Reputation: 2166
I'm brainstorming designing a REST API endpoint for a POST
request, which extracts data out of some documents which i provide in the payload and stores it in database or some temporary location . Also i need GET
and DELETE
endpoints for retrieving and deleting extracted data . I am trying to figure out a resource
name which justifies the output of this data-extraction process which i believe is extracted data
and also complies with REST API conventions of not naming a resource name as a verb but a noun . Going by the REST API conventions , the resource which we are dealing with is only extracted-data
. We cannot name it something like POST /extract-data
as it becomes a verb . Or something like POST /data-extraction
also not qualifies according to me , as it looks more like a process name than a resource . What i believe is that doing a POST
request to extract data, i am providing objects/documents as input and in the output all i create is extracted-data
, i can GET
the extracted-data
, and also i can DELETE
the extracted-data
, making it the resource which i can deal with . So based on my thought process ,
I think of below endpoints :
(i.) POST /extracted-data
(ii.) GET /extracted-data/{id}
(iii.) DELETE /extracted-data/{id}
Do above endpoints is really a good resource naming for the stated use-case or is there a better way to do it ?
Upvotes: 0
Views: 188
Reputation: 57307
Remember, REST doesn't care what spelling conventions you use for your resource identifiers, so long as they are consistent with the production rules in RFC 3986.

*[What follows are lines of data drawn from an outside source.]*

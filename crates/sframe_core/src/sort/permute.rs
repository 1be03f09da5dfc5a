//! Forward-map scatter permutation.
//!
//! Moves value columns into sorted order with one sequential read and one
//! bucketed write per column, instead of pushing the values through the
//! sort comparator. Each bucket covers a contiguous range of output rows
//! and becomes one output segment.

use std::fs::{self, File, OpenOptions};
use std::io::{BufReader, BufWriter, Write as _};
use std::path::PathBuf;

use sframe_error::{Result, ResultExt, SframeError};
use tracing::warn;

use crate::array::writer::SarrayWriter;
use crate::array::Sarray;
use crate::config::EngineContext;
use crate::util::parallel_for;
use crate::values::encoding::{decode_value, encode_value, read_u64, write_u64};
use crate::values::Value;

/// Scatter-permute `columns` by `forward_map`: input row `i` lands at
/// output row `forward_map[i]`.
///
/// The forward map must be a permutation of `0..len`. Output columns get
/// `num_buckets` segments of `rows_per_bucket` rows each (last one
/// short). Columns are processed in parallel; within a column the input
/// is read once sequentially.
pub fn permute_columns(
    ctx: &EngineContext,
    columns: &[Sarray],
    forward_map: &[u64],
    num_buckets: usize,
    rows_per_bucket: u64,
) -> Result<Vec<Sarray>> {
    debug_assert!(num_buckets > 0 && rows_per_bucket > 0);
    debug_assert!(columns.iter().all(|c| c.num_rows() as usize == forward_map.len()));

    let out = crate::util::parallel_map(columns.len(), |col_idx| {
        permute_one_column(ctx, &columns[col_idx], forward_map, num_buckets, rows_per_bucket)
    })?;
    Ok(out)
}

fn permute_one_column(
    ctx: &EngineContext,
    column: &Sarray,
    forward_map: &[u64],
    num_buckets: usize,
    rows_per_bucket: u64,
) -> Result<Sarray> {
    // Scatter phase: append (target row, value) records to bucket files.
    let mut bucket_paths = Vec::with_capacity(num_buckets);
    let mut bucket_files = Vec::with_capacity(num_buckets);
    for bucket in 0..num_buckets {
        let path = ctx.scratch_prefix(&format!("permute-b{bucket:04}"));
        let file = OpenOptions::new()
            .write(true)
            .create_new(true)
            .open(&path)
            .context_fn(|| format!("Failed to create bucket file '{}'", path.display()))?;
        bucket_paths.push(path);
        bucket_files.push(BufWriter::new(file));
    }

    let reader = column.reader();
    let mut buf = Vec::new();
    let mut row = 0u64;
    let total = column.num_rows();
    let mut bucket_counts = vec![0u64; num_buckets];
    while row < total {
        let end = (row + 8192).min(total);
        reader.read_rows(row, end, &mut buf)?;
        for value in &buf {
            let target = forward_map[row as usize];
            let bucket = (target / rows_per_bucket) as usize;
            let out = &mut bucket_files[bucket];
            write_u64(out, target)?;
            encode_value(out, value)?;
            bucket_counts[bucket] += 1;
            row += 1;
        }
    }
    for file in &mut bucket_files {
        file.flush()?;
    }
    drop(bucket_files);

    // Gather phase: per bucket, order records by target row and write the
    // output segment.
    let mut writer = SarrayWriter::open(
        ctx.scratch_prefix("permuted"),
        column.value_type(),
        num_buckets,
    )?;
    let handles = parking_lot::Mutex::new(
        (0..num_buckets)
            .map(|b| writer.segment_writer(b).map(Some))
            .collect::<Result<Vec<_>>>()?,
    );

    parallel_for(num_buckets, |bucket| {
        let mut seg_writer = handles.lock()[bucket].take().expect("bucket taken once");
        let bucket_start = bucket as u64 * rows_per_bucket;
        let bucket_rows = total.saturating_sub(bucket_start).min(rows_per_bucket);

        let mut records = read_bucket(&bucket_paths[bucket], bucket_counts[bucket])?;
        if records.len() as u64 != bucket_rows {
            return Err(SframeError::new(format!(
                "Permute bucket {bucket} holds {} rows, expected {bucket_rows}; \
                 forward map is not a permutation",
                records.len()
            )));
        }
        records.sort_unstable_by_key(|(target, _)| *target);

        for (idx, (target, value)) in records.iter().enumerate() {
            // Duplicate targets pass the count check when they collide
            // inside one bucket; the sorted targets expose them here.
            if bucket_start + idx as u64 != *target {
                return Err(SframeError::new(format!(
                    "Permute bucket {bucket} target rows are not contiguous at \
                     output row {}; forward map is not a permutation",
                    bucket_start + idx as u64
                )));
            }
            seg_writer.write_value(value)?;
        }
        handles.lock()[bucket] = Some(seg_writer);
        Ok(())
    })?;

    for (bucket, slot) in handles.into_inner().into_iter().enumerate() {
        writer.return_segment_writer(bucket, slot.expect("bucket returned"))?;
    }

    // Spill cleanup is best-effort.
    for path in bucket_paths {
        if let Err(e) = fs::remove_file(&path) {
            warn!(path = %path.display(), error = %e, "failed to remove permute bucket file");
        }
    }

    writer.close()
}

fn read_bucket(path: &PathBuf, count: u64) -> Result<Vec<(u64, Value)>> {
    let file = File::open(path)
        .context_fn(|| format!("Failed to reopen bucket file '{}'", path.display()))?;
    let mut reader = BufReader::new(file);
    let mut records = Vec::with_capacity(count as usize);
    for _ in 0..count {
        let target = read_u64(&mut reader)?;
        let value = decode_value(&mut reader)?;
        records.push((target, value));
    }
    Ok(records)
}
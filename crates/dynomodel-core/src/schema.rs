//! Model schemas: key fields, indexes and association declarations of one model.

use std::borrow::Cow;

use crate::association::{AssociationDeclaration, ReferenceFieldType};
use crate::index::{IndexDescriptor, IndexSet};
use crate::record::{KeySchema, Record};

/// Everything the association and index layers need to know about a model.
///
/// # Example
///
/// ```
/// use dynomodel_core::{AssociationDeclaration, IndexDescriptor, ModelSchema};
///
/// let comment = ModelSchema::new("Comment")
///     .partition_key("post_id")
///     .sort_key("timestamp")
///     .index(IndexDescriptor::secondary(["author_id"]).named("by-author"))
///     .association(AssociationDeclaration::to_one("post").foreign_key("post_id"));
///
/// assert_eq!(comment.indexes().partition_key(), "post_id");
/// assert_eq!(comment.reference_fields().count(), 1);
/// ```
#[derive(Debug, Clone, PartialEq, Eq)]
pub struct ModelSchema {
    name: &'static str,
    key: KeySchema,
    indexes: IndexSet,
    associations: Vec<AssociationDeclaration>,
}

impl ModelSchema {
    /// A model partitioned on `id` with no sort key, indexes or associations.
    pub fn new(name: &'static str) -> Self {
        let key = KeySchema::default();
        Self {
            name,
            indexes: IndexSet::new(&key),
            key,
            associations: Vec::new(),
        }
    }

    /// Set the partition key field.
    #[must_use]
    pub fn partition_key(mut self, field: impl Into<String>) -> Self {
        self.key.partition_key = field.into();
        self.indexes.set_primary(&self.key);
        self
    }

    /// Set the sort key field.
    #[must_use]
    pub fn sort_key(mut self, field: impl Into<String>) -> Self {
        self.key.sort_key = Some(field.into());
        self.indexes.set_primary(&self.key);
        self
    }

    /// Declare a secondary index. Declaration order is kept and breaks ties.
    #[must_use]
    pub fn index(mut self, index: IndexDescriptor) -> Self {
        self.indexes.push_secondary(index);
        self
    }

    /// Declare an association.
    #[must_use]
    pub fn association(mut self, declaration: AssociationDeclaration) -> Self {
        self.associations.push(declaration);
        self
    }

    /// Model name.
    pub fn name(&self) -> &'static str {
        self.name
    }

    /// Key schema.
    pub fn key(&self) -> &KeySchema {
        &self.key
    }

    /// Primary and secondary indexes.
    pub fn indexes(&self) -> &IndexSet {
        &self.indexes
    }

    /// Association declarations in declaration order.
    pub fn associations(&self) -> &[AssociationDeclaration] {
        &self.associations
    }

    /// Look up an association declaration by name.
    pub fn association_named(&self, name: &str) -> Option<&AssociationDeclaration> {
        self.associations.iter().find(|a| a.name == name)
    }

    /// Reference fields this model's associations add, with their types.
    ///
    /// The attribute layer registers these as real attributes.
    pub fn reference_fields(
        &self,
    ) -> impl Iterator<Item = (Cow<'static, str>, ReferenceFieldType)> + '_ {
        self.associations
            .iter()
            .map(|a| (a.declaration_field_name(), a.declaration_field_type()))
    }

    /// A new, empty record of this model.
    pub fn new_record(&self) -> Record {
        Record::new(self.name, self.key.clone())
    }
}
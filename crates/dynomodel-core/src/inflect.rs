//! Name inflection for inferring target model names from association names.

use convert_case::{Case, Casing};

/// Singularize the last `_`-separated word of `name`.
///
/// Covers the regular English plurals association names use in practice
/// (`comments`, `categories`, `addresses`, `boxes`); irregular plurals need an
/// explicit target type on the declaration.
pub fn singularize(name: &str) -> String {
    let (head, last) = match name.rfind('_') {
        Some(pos) => name.split_at(pos + 1),
        None => ("", name),
    };

    let singular = if let Some(stem) = last.strip_suffix("ies") {
        format!("{stem}y")
    } else if last.ends_with("sses")
        || last.ends_with("xes")
        || last.ends_with("ches")
        || last.ends_with("shes")
    {
        last[..last.len() - 2].to_string()
    } else if last.ends_with("ss") || last.ends_with("us") {
        last.to_string()
    } else if let Some(stem) = last.strip_suffix('s') {
        stem.to_string()
    } else {
        last.to_string()
    };

    format!("{head}{singular}")
}

/// Model name for an association name: singular, PascalCase.
///
/// `comments` → `Comment`, `post` → `Post`, `blog_entries` → `BlogEntry`.
pub fn classify(name: &str) -> String {
    singularize(name).to_case(Case::Pascal)
}

#[cfg(test)]
mod tests {
    use super::*;

    #[test]
    fn test_singularize_regular_plurals() {
        assert_eq!(singularize("comments"), "comment");
        assert_eq!(singularize("categories"), "category");
        assert_eq!(singularize("addresses"), "address");
        assert_eq!(singularize("boxes"), "box");
        assert_eq!(singularize("status"), "status");
        assert_eq!(singularize("post"), "post");
    }

    #[test]
    fn test_classify() {
        assert_eq!(classify("comments"), "Comment");
        assert_eq!(classify("post"), "Post");
        assert_eq!(classify("blog_entries"), "BlogEntry");
    }
}
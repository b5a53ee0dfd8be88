//! Error types for Dynomodel.
//!
//! Errors fall into three groups:
//!
//! - **Configuration errors** are declaration defects (unknown target model,
//!   missing inverse association). They are never retried.
//! - **Lookup errors** come from the backing store and are carried to the
//!   caller unchanged. A failed lookup leaves association state untouched.
//! - **Inverse sync errors** report a bidirectional write where the source
//!   side landed and a target side did not.
//!
//! "No index matches this query" is not an error; the index finder returns
//! `None` for it.

use std::error::Error as StdError;
use std::fmt;

use crate::association::AssociationKind;

/// Result alias used across the Dynomodel crates.
pub type Result<T, E = Error> = std::result::Result<T, E>;

/// The primary error type.
#[derive(Debug)]
pub enum Error {
    /// A model or association declaration cannot be resolved.
    Configuration(ConfigurationError),
    /// The backing store failed to answer a by-identifier call.
    Lookup(LookupError),
    /// A record has no partition-key value where one is required.
    MissingKey {
        /// Model of the record.
        model: String,
        /// Partition-key field that was empty.
        field: String,
    },
    /// The source record was written, but updating an inverse target failed.
    InverseSync {
        /// Whether the source write completed before the failure.
        source_written: bool,
        /// The underlying failure.
        cause: Box<Error>,
    },
}

impl Error {
    /// True for declaration defects that must not be retried.
    pub fn is_configuration(&self) -> bool {
        matches!(self, Error::Configuration(_))
    }

    /// True for failures reported by the backing store.
    pub fn is_lookup(&self) -> bool {
        matches!(self, Error::Lookup(_))
    }
}

impl fmt::Display for Error {
    fn fmt(&self, f: &mut fmt::Formatter<'_>) -> fmt::Result {
        match self {
            Error::Configuration(err) => write!(f, "configuration error: {}", err),
            Error::Lookup(err) => write!(f, "lookup failed: {}", err),
            Error::MissingKey { model, field } => {
                write!(f, "{} record has no value for partition key '{}'", model, field)
            }
            Error::InverseSync {
                source_written,
                cause,
            } => {
                if *source_written {
                    write!(f, "source written but inverse update failed: {}", cause)
                } else {
                    write!(f, "inverse update failed: {}", cause)
                }
            }
        }
    }
}

impl StdError for Error {
    fn source(&self) -> Option<&(dyn StdError + 'static)> {
        match self {
            Error::Configuration(err) => Some(err),
            Error::Lookup(err) => Some(err),
            Error::InverseSync { cause, .. } => Some(cause.as_ref()),
            Error::MissingKey { .. } => None,
        }
    }
}

impl From<ConfigurationError> for Error {
    fn from(err: ConfigurationError) -> Self {
        Error::Configuration(err)
    }
}

impl From<LookupError> for Error {
    fn from(err: LookupError) -> Self {
        Error::Lookup(err)
    }
}

/// A declaration defect detected at registration or first use.
#[derive(Debug, Clone, PartialEq, Eq)]
pub enum ConfigurationError {
    /// No model with this name is registered.
    UnknownModel { name: String },
    /// A model with this name was registered twice.
    DuplicateModel { name: String },
    /// The model declares no association with this name.
    UnknownAssociation { model: String, name: String },
    /// The inverse named by an association does not exist on the target model.
    UnknownInverse {
        model: String,
        association: String,
        target: String,
        inverse: String,
    },
    /// The association exists but has a different kind than requested.
    KindMismatch {
        model: String,
        name: String,
        expected: AssociationKind,
        found: AssociationKind,
    },
    /// A model, field or association name is not a valid attribute name.
    InvalidName { model: String, name: String },
    /// An option was set that the association kind does not support.
    UnsupportedOption {
        model: String,
        association: String,
        option: &'static str,
    },
    /// A secondary index was declared without fields.
    InvalidIndex { model: String, reason: String },
}

impl fmt::Display for ConfigurationError {
    fn fmt(&self, f: &mut fmt::Formatter<'_>) -> fmt::Result {
        match self {
            ConfigurationError::UnknownModel { name } => {
                write!(f, "unknown model '{}'", name)
            }
            ConfigurationError::DuplicateModel { name } => {
                write!(f, "model '{}' is already registered", name)
            }
            ConfigurationError::UnknownAssociation { model, name } => {
                write!(f, "model '{}' has no association '{}'", model, name)
            }
            ConfigurationError::UnknownInverse {
                model,
                association,
                target,
                inverse,
            } => write!(
                f,
                "{}.{} names inverse '{}', but '{}' declares no such association",
                model, association, inverse, target
            ),
            ConfigurationError::KindMismatch {
                model,
                name,
                expected,
                found,
            } => write!(
                f,
                "{}.{} is a {} association, not {}",
                model, name, found, expected
            ),
            ConfigurationError::InvalidName { model, name } => {
                write!(f, "invalid name '{}' on model '{}'", name, model)
            }
            ConfigurationError::UnsupportedOption {
                model,
                association,
                option,
            } => write!(
                f,
                "option '{}' is not supported on {}.{}",
                option, model, association
            ),
            ConfigurationError::InvalidIndex { model, reason } => {
                write!(f, "invalid index on '{}': {}", model, reason)
            }
        }
    }
}

impl StdError for ConfigurationError {}

/// A failure reported by the backing store.
#[derive(Debug, Clone, PartialEq, Eq)]
pub struct LookupError {
    /// Model that was being read or written.
    pub model: String,
    /// Store-provided description.
    pub message: String,
}

impl LookupError {
    /// Create a new lookup error.
    pub fn new(model: impl Into<String>, message: impl Into<String>) -> Self {
        Self {
            model: model.into(),
            message: message.into(),
        }
    }
}

impl fmt::Display for LookupError {
    fn fmt(&self, f: &mut fmt::Formatter<'_>) -> fmt::Result {
        write!(f, "{}: {}", self.model, self.message)
    }
}

impl StdError for LookupError {}

#[cfg(test)]
mod tests {
    use super::*;

    #[test]
    fn test_configuration_error_display() {
        let err = Error::from(ConfigurationError::UnknownInverse {
            model: "Post".to_string(),
            association: "comments".to_string(),
            target: "Comment".to_string(),
            inverse: "article".to_string(),
        });
        assert!(err.is_configuration());
        assert_eq!(
            err.to_string(),
            "configuration error: Post.comments names inverse 'article', but 'Comment' declares no such association"
        );
    }

    #[test]
    fn test_inverse_sync_exposes_cause() {
        let err = Error::InverseSync {
            source_written: true,
            cause: Box::new(Error::Lookup(LookupError::new("Comment", "timeout"))),
        };
        assert!(err.to_string().starts_with("source written"));
        let cause = err.source().map(ToString::to_string);
        assert_eq!(cause.as_deref(), Some("lookup failed: Comment: timeout"));
    }
}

We cannot name it something like POST /extract-data as it becomes a verb
The spelling of the identifier doesn't matter, because the method token is the "primary source of request semantics"
Because the machines don't care, we have an extra degree of freedom. So we can design the URI to get more of something else that we want. For instance, by aligning it with the name that human beings would use when talking about the resource.
Resources, in the context of REST are generalizations of documents. The world wide web is the reference implementation of the REST architectural style; the interesting resources on the web are "web pages".
Resources aren't "actions", they are web pages that are modified by actions. So you want to choose an identifier that aligns well with the name of the web page/document/resource, rather than choosing an identifier that aligns with the action of the change.